Gesù a Nazareth, dice il vangelo, per l’incredulità dei suoi “non poteva compiere nessun prodigio” (v. 5). Il perché lo comprendiamo alla luce del capitolo precedente, ascoltato e meditato nel vangelo di domenica scorsa. A Dio non piace operare senza la fede dell’uomo. La fede che pone piena fiducia in Lui, è ciò che gli permette di essere quello che è: Dio. I due protagonisti del vangelo di domenica scorsa –  il padre della fanciulla e la donna malata – non sono discepoli di Gesù, ma vengono ascoltati ed esauditi per la loro fede.
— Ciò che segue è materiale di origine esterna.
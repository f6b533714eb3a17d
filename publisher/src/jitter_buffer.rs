//! Publisher-side jitter buffer.
//!
//! Ingests raw RTP from a publishing peer, restores sequence order, detects
//! loss and escalates NACK to PLI, adapts the video bitrate estimate and
//! releases sorted packets paced against the newest received packet.
//!
//! The buffer is a synchronous state machine: every input carries the
//! current `Instant`, and every effect (sorted RTP, RTCP feedback, events)
//! is queued as a [`JitterOutput`] for the owning task to dispatch. The
//! async wrapper lives in [`crate::pipeline`].
//!
//! ```text
//!   WaitingKeyFrame --key frame--> FindingFirstSequence --window--> Streaming
//!          ^                                                            |
//!          +------------------- NACKs exhausted (PLI) -----------------+
//! ```

use crate::nack::{Escalation, NackTable};
use sfu_common::config::{Bitrate, Mode, SessionConfig};
use sfu_common::cycle::{CycleRule, CycleTracker};
use sfu_common::keyframe::{vp8_picture_id, VideoCodec};
use sfu_common::rtcp::{Nack, Pli, Remb, RtcpPacket};
use sfu_common::rtp::wire_seq;
use sfu_common::store::SortedStore;
use sfu_common::{MetricsContext, RtpPacket};
use std::collections::VecDeque;
use std::time::{Duration, Instant};
use tracing::{debug, info, trace, warn};

/// Extra delay granted to reordered packets before they count as lost.
pub const REORDER_MAX_DELAY: Duration = Duration::from_millis(100);

/// Added to the reorder delay before a missing packet is NACKed.
const NACK_GRACE: Duration = Duration::from_millis(10);

/// Interval between PLI retries while waiting for a key frame.
pub const PLI_RETRY_INTERVAL: Duration = Duration::from_secs(2);

/// Cadence of the delay/bitrate monitor and the RTT average.
const MONITOR_INTERVAL: Duration = Duration::from_secs(1);

const FPS_LOG_INTERVAL: Duration = Duration::from_secs(10);

/// Audio gap after which the unsorted buffer is flushed with holes.
const AUDIO_STALL: Duration = Duration::from_millis(50);

/// Loss-scan period used until an average packet interval is known.
const DEFAULT_SCAN_INTERVAL: Duration = Duration::from_millis(20);

/// Media carried by a stream.
#[derive(Debug, Clone, Copy, PartialEq, Eq)]
pub enum StreamKind {
    Audio,
    Video(VideoCodec),
}

/// RTX stream paired with a media stream (RFC 4588).
#[derive(Debug, Clone, Copy, PartialEq, Eq)]
pub struct RtxParams {
    pub payload_type: u8,
    pub ssrc: u32,
}

/// Static parameters of one publisher stream.
#[derive(Debug, Clone)]
pub struct JitterBufferConfig {
    // ---
    pub kind: StreamKind,
    pub payload_type: u8,
    pub ssrc: u32,
    pub rtx: Option<RtxParams>,
    pub clock_rate: u32,

    /// Video bitrate bounds driving REMB feedback
    pub bitrate: Bitrate,

    pub mode: Mode,
}

impl JitterBufferConfig {
    // ---
    pub fn audio(config: &SessionConfig, payload_type: u8, ssrc: u32) -> Self {
        // ---
        Self {
            kind: StreamKind::Audio,
            payload_type,
            ssrc,
            rtx: None,
            clock_rate: config.audio_clock_rate,
            bitrate: config.bitrates.audio,
            mode: config.mode,
        }
    }

    pub fn video(config: &SessionConfig, codec: VideoCodec, payload_type: u8, ssrc: u32) -> Self {
        // ---
        Self {
            kind: StreamKind::Video(codec),
            payload_type,
            ssrc,
            rtx: None,
            clock_rate: config.video_clock_rate,
            bitrate: config.bitrates.video,
            mode: config.mode,
        }
    }

    pub fn with_rtx(mut self, payload_type: u8, ssrc: u32) -> Self {
        self.rtx = Some(RtxParams { payload_type, ssrc });
        self
    }

    fn is_video(&self) -> bool {
        matches!(self.kind, StreamKind::Video(_))
    }
}

/// Notifications for collaborators outside the media path.
#[derive(Debug, Clone, Copy, PartialEq, Eq)]
pub enum JitterEvent {
    /// New video bitrate target (bits/s), already announced by REMB
    BitrateChanged(u64),

    /// Buffering window adopted from the RTT average (MCU mode)
    SetJitterSize(Duration),
}

/// Effect produced by the jitter buffer.
#[derive(Debug, Clone)]
pub enum JitterOutput {
    /// Sorted packet for the relay / transcoder
    Rtp(RtpPacket),

    /// Feedback for the publishing peer
    Rtcp(RtcpPacket),

    Event(JitterEvent),
}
Sulla strada del Signore sono ammessi tutti: nessuno deve sentirsi un intruso, un abusivo o un non avente diritto. Per avere accesso al Suo cuore c’è un solo requisito, ci ricorda Papa Francesco, che è quello di sentirsi bisognosi di guarigione e affidarsi a Lui.

Dio non si stupisce della nostra fragilità, non si meraviglia neppure del nostro peccato: gli sembra incredibile, invece, che non gli crediamo. Non se ne fa una ragione, non si capacita di questo. Non ci chiede cose straordinarie per essere suoi discepoli, ma ci chiede di vivere in maniera straordinaria le cose di tutti i giorni e una fede più forte e coerente. E’ proprio il nostro credere in Lui, la fede che diciamo di professare, che ci porta a vivere la fedeltà quotidiana al vangelo, a cogliere nelle vicende di ogni giorno l’opera di Dio e a tradurre in gesti concreti il comandamento dell’amore che Egli è venuto a donarci.

San Giovanni Paolo II scriveva: “Tanti europei contemporanei pensano di sapere che cos’è il cristianesimo, ma non lo conoscono realmente. Spesso addirittura gli elementi e le stesse nozioni fondamentali della fede non sono più noti. Molti battezzati vivono come se Cristo non esistesse: si ripetono i gesti e i segni della fede, ma ad essi non corrisponde una reale accoglienza del contenuto della fede e un’adesione alla persona di Gesù”.

Quanto è terribilmente attuale la pagina del vangelo ascoltata e meditata oggi!